As recommended by the HCUP and NIS, survey procedures using discharge weights provided with the NIS database were used to generate national estimates. Using the trend weights provided by the HCUP and NIS, samples from 2001 through 2011 were reweighted to adjust for the 2012 HCUP and NIS redesign.37 To compare categorical and continuous variables, χ 2 and t tests, respectively, were used. Logistic regression was used to analyze trends in PCS use over time (referent year, 2001). Univariate analysis for trends and outcomes was performed and outcomes were represented as OR with 95% CI. To account for differences in available PAH therapies over time, we also analyzed outcomes stratified by decade (2001-2010 and 2010-2017) (e-Tables 1-3). Multivariate logistic regression analysis incorporating age, sex, race, primary payer status, SES, hospital characteristics, comorbidities, acuity of illness, cardiogenic shock, acute organ failure, and cardiac and noncardiac procedures was performed for predictors of PCS use. For the multivariate modeling, regression analysis with purposeful selection of statistically (liberal threshold, P < .20 in univariate analysis) and clinically relevant variables was conducted.

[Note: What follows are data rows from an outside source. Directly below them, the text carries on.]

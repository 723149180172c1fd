//! Owner notifications.
//!
//! One message per published partition. Delivery goes through [`Notifier`];
//! the outbox backend appends messages to a JSONL file, the http backend
//! posts them to a mail API.

use std::path::{Path, PathBuf};
use std::time::Duration;

use chrono::{DateTime, Utc};
use serde::{Deserialize, Serialize};
use uuid::Uuid;

use crate::config::{NotifyBackend, NotifyConfig};
use crate::error::{Error, Result};
use crate::secrets::SecretStore;
use crate::storage::append_jsonl;

/// A summary mail for one owner
#[derive(Debug, Clone, PartialEq, Serialize, Deserialize)]
pub struct Notification {
    pub from: String,
    pub to: String,
    pub subject: String,
    pub html: String,
    pub text: String,
}

impl Notification {
    /// Build the weekly summary for an object published under `key`.
    pub fn summary(from: &str, to: &str, key: &str, row_count: usize) -> Self {
        let html = format!(
            "<html>\n<body>\n    <p>There are {row_count} actions that need to be completed this week.</p>\n    \
             <p>Report: {key}</p>\n    <p>Best regards,</p>\n    \
             <p>Contact your representative with any questions.</p>\n</body>\n</html>\n"
        );
        let text = format!(
            "There are {row_count} actions that need to be completed this week.\n\n\
             Report: {key}\n\nBest regards,\n\nContact your representative with any questions."
        );
        Self {
            from: from.to_string(),
            to: to.to_string(),
            subject: format!("CSV Report {key}"),
            html,
            text,
        }
    }
}

/// Delivery of notifications
pub trait Notifier {
    fn send(&self, notification: &Notification) -> Result<()>;
}

/// Outbox record as written to disk
#[derive(Debug, Clone, Serialize, Deserialize)]
pub struct OutboxEntry {
    pub message_id: Uuid,
    pub queued_at: DateTime<Utc>,
    #[serde(flatten)]
    pub notification: Notification,
}

/// Appends notifications to a JSONL outbox file
#[derive(Debug, Clone)]
pub struct OutboxNotifier {
    path: PathBuf,
}

impl OutboxNotifier {
    pub fn new(path: impl Into<PathBuf>) -> Self {
        Self { path: path.into() }
    }

    pub fn path(&self) -> &Path {
        &self.path
    }

    /// Read back every queued message
    pub fn read_all(&self) -> Result<Vec<OutboxEntry>> {
        if !self.path.exists() {
            return Ok(Vec::new());
        }
        let content = std::fs::read_to_string(&self.path)?;
        content
            .lines()
            .filter(|line| !line.trim().is_empty())
            .map(|line| serde_json::from_str(line).map_err(Error::from))
            .collect()
    }
}

impl Notifier for OutboxNotifier {
    fn send(&self, notification: &Notification) -> Result<()> {
        let entry = OutboxEntry {
            message_id: Uuid::new_v4(),
            queued_at: Utc::now(),
            notification: notification.clone(),
        };
        append_jsonl(&self.path, &entry)?;
        tracing::info!(to = %notification.to, subject = %notification.subject, "notification queued");
        Ok(())
    }
}

/// Posts notifications as JSON to a mail API
pub struct HttpNotifier {
    client: reqwest::blocking::Client,
    endpoint: String,
    token: String,
}

#[derive(Serialize)]
struct SendRequest<'a> {
    from: &'a str,
    to: [&'a str; 1],
    subject: &'a str,
    html: &'a str,
    text: &'a str,
}

impl HttpNotifier {
    pub fn new(endpoint: impl Into<String>, token: impl Into<String>, timeout: Duration) -> Result<Self> {
        let client = reqwest::blocking::Client::builder()
            .timeout(timeout)
            .build()?;
        Ok(Self {
            client,
            endpoint: endpoint.into(),
            token: token.into(),
        })
    }
}

impl Notifier for HttpNotifier {
    fn send(&self, notification: &Notification) -> Result<()> {
        let body = SendRequest {
            from: &notification.from,
            to: [&notification.to],
            subject: &notification.subject,
            html: &notification.html,
            text: &notification.text,
        };

        let resp = self
            .client
            .post(&self.endpoint)
            .bearer_auth(&self.token)
            .json(&body)
            .send()?;

        let status = resp.status();
        if !status.is_success() {
            let detail = resp.text().unwrap_or_default();
            return Err(Error::Notify(format!(
                "{} returned {status}: {}",
                self.endpoint,
                detail.chars().take(200).collect::<String>()
            )));
        }

        tracing::info!(to = %notification.to, subject = %notification.subject, %status, "notification sent");
        Ok(())
    }
}

/// Open the configured notifier. Relative outbox paths resolve against
/// `base_dir`.
pub fn open(config: &NotifyConfig, secrets: &dyn SecretStore, base_dir: &Path) -> Result<Box<dyn Notifier>> {
    match config.backend {
        NotifyBackend::Outbox => Ok(Box::new(OutboxNotifier::new(base_dir.join(&config.outbox)))),
        NotifyBackend::Http => {
            let endpoint = config
                .endpoint
                .clone()
                .ok_or_else(|| Error::InvalidConfig("notify.endpoint is required".to_string()))?;
            let token = secrets.get(&config.token_secret)?;
            Ok(Box::new(HttpNotifier::new(
                endpoint,
                token,
                Duration::from_secs(config.timeout_secs),
            )?))
        }
    }
}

The inherent restrictions of the NIS database related to research design, data interpretation, and data analysis were reviewed and addressed.37 Pertinent considerations include not assessing individual hospital-level volumes (because of the changes to sampling design detailed previously), treating each entry as an admission as opposed to individual patients, restricting the study details to inpatient factors because the NIS database does not include outpatient data, and limiting administrative codes to those previously validated and used for similar studies. Two-tailed P values of < .05 were considered statistically significant. All statistical analyses were performed using SPSS version 25.0 software (IBM Corp.).

Results

In the period between January 1, 2001, and December 31, 2017, an estimated 30,495 hospital admissions with a primary diagnosis of PAH. PCS use was noted in 682 (2.2%) of all admissions. In the period from 2001 through 2017, a steady increase in PCS use occurred from 0.5% in 2001 to 7.6% in 2017 (Fig 1A). In a multivariate logistic regression analysis incorporating age, sex, race, primary payer status, SES, hospital characteristics, comorbidities, acuity of illness, cardiogenic shock, acute organ failure, and cardiac and noncardiac procedures, a nearly five-fold increase in PCS use occurred in 2017 (OR, 5.27; 95% CI, 2.94-9.44; P < .001) compared with 2001 (Fig 1B). The use of PCS stratified by patient and hospital characteristics is presented in Figures 2 and 3. A steady increase in PCS referrals was found, with a notable inflection point around 2009 across most patient and hospital characteristics.

Figure 1.

Figure 1

Graphs showing temporal trends in PCS referrals in pulmonary arterial hypertension (PAH) hospital admissions. A, Unadjusted temporal trends of PCS use in PAH hospital admissions between 2001 and 2017 (P < .001 for trend over time). B, Adjusted ORs (with 95% CIs) for PCS use in all PAH hospital admissions between 2001 and 2017 (with 2001 as the referent). Adjustment for age, sex, race, primary payer status, socioeconomic status, hospital characteristics, comorbidities, acuity of illness, cardiogenic shock, acute organ failure, and cardiac and noncardiac procedures (P < .001 for trend over time). PCS = palliative care services.

Figure 2.

Figure 2

A-D, Graphs showing temporal trends in PCS referrals in hospital admissions with pulmonary arterial hypertension (PAH) stratified by patient characteristics. Unadjusted temporal trends of PCS use in hospital admissions with PAH between 2001 and 2017 stratified by age (A), sex (B), race (C), and Charlson Comorbidity Index (D) (P < .001 for trend over time). See Figure 1 legend for expansion of abbreviation.

Figure 3.

Figure 3

A-C, Graphs showing temporal trends in PCS referrals hospital admissions with pulmonary arterial hypertension (PAH) stratified by hospital characteristics. Unadjusted temporal trends of PCS use in PAH admissions between 2001 and 2017 stratified by hospital location and teaching status (A), bed size (B), and region (C) (P < .001 for trend over time). See Figure 1 legend for expansion of abbreviation.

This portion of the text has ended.